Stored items
···

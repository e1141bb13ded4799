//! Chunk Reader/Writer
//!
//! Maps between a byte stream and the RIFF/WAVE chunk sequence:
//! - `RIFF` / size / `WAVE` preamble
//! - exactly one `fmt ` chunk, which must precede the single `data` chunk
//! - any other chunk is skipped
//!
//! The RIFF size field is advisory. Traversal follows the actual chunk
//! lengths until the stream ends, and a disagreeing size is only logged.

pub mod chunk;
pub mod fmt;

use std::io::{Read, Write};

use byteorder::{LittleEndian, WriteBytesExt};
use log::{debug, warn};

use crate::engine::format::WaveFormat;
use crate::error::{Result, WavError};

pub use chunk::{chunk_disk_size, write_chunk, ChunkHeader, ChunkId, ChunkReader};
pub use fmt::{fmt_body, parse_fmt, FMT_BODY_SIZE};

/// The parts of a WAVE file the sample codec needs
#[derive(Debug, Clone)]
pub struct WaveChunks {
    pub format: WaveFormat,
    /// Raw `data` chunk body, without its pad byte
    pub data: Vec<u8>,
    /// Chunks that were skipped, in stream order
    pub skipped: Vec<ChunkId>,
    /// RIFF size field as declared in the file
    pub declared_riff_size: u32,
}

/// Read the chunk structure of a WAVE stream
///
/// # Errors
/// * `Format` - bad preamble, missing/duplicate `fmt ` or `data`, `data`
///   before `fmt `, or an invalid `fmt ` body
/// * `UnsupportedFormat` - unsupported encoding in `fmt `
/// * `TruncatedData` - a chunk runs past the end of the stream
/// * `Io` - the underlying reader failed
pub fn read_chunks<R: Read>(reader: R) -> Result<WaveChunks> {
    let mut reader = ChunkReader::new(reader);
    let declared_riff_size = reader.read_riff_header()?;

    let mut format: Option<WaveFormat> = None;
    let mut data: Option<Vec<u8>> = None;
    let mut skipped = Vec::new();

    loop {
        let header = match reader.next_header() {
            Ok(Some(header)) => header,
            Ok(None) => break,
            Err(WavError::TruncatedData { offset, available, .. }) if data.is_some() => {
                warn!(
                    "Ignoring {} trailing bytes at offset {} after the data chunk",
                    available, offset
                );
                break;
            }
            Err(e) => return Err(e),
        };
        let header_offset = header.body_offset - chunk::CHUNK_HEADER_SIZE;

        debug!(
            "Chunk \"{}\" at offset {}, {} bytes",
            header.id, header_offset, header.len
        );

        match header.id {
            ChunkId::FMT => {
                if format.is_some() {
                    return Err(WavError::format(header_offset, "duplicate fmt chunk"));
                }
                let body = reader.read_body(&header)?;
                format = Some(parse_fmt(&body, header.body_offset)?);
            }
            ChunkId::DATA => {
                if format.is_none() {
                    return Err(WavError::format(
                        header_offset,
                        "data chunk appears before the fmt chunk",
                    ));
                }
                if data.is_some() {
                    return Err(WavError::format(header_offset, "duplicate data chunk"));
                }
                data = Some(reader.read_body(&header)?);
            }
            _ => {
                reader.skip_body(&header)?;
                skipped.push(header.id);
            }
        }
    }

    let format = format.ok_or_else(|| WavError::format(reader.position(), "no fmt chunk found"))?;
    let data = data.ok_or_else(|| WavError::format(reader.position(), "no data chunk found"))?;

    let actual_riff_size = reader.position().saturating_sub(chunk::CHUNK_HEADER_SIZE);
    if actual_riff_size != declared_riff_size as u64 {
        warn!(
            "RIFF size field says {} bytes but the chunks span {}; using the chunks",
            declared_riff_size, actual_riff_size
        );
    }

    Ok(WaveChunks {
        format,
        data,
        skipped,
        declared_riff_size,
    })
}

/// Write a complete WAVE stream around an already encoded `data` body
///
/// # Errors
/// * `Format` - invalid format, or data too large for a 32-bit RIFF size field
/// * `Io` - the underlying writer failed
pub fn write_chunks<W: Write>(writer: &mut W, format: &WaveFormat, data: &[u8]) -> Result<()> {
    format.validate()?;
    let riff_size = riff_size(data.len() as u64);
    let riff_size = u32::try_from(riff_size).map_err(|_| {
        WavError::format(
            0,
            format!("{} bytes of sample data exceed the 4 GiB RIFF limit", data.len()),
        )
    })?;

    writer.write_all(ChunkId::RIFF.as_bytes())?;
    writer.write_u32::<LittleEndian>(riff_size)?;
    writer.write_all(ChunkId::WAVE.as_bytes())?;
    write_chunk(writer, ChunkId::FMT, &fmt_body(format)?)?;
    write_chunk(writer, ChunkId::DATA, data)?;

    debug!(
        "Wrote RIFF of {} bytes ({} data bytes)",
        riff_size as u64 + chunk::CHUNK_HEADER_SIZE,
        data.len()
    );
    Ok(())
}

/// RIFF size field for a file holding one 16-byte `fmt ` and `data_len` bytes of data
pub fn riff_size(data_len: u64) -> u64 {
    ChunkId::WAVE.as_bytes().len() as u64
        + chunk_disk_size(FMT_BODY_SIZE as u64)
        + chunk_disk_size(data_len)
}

···

Reproduce exactly the entries above, limited to the lines from the one with "declared_riff_size, actual_riff_size" through the one with "let riff_size = riff_size(data.len()", both included.

            declared_riff_size, actual_riff_size
        );
    }

    Ok(WaveChunks {
        format,
        data,
        skipped,
        declared_riff_size,
    })
}

/// Write a complete WAVE stream around an already encoded `data` body
///
/// # Errors
/// * `Format` - invalid format, or data too large for a 32-bit RIFF size field
/// * `Io` - the underlying writer failed
pub fn write_chunks<W: Write>(writer: &mut W, format: &WaveFormat, data: &[u8]) -> Result<()> {
    format.validate()?;
    let riff_size = riff_size(data.len() as u64);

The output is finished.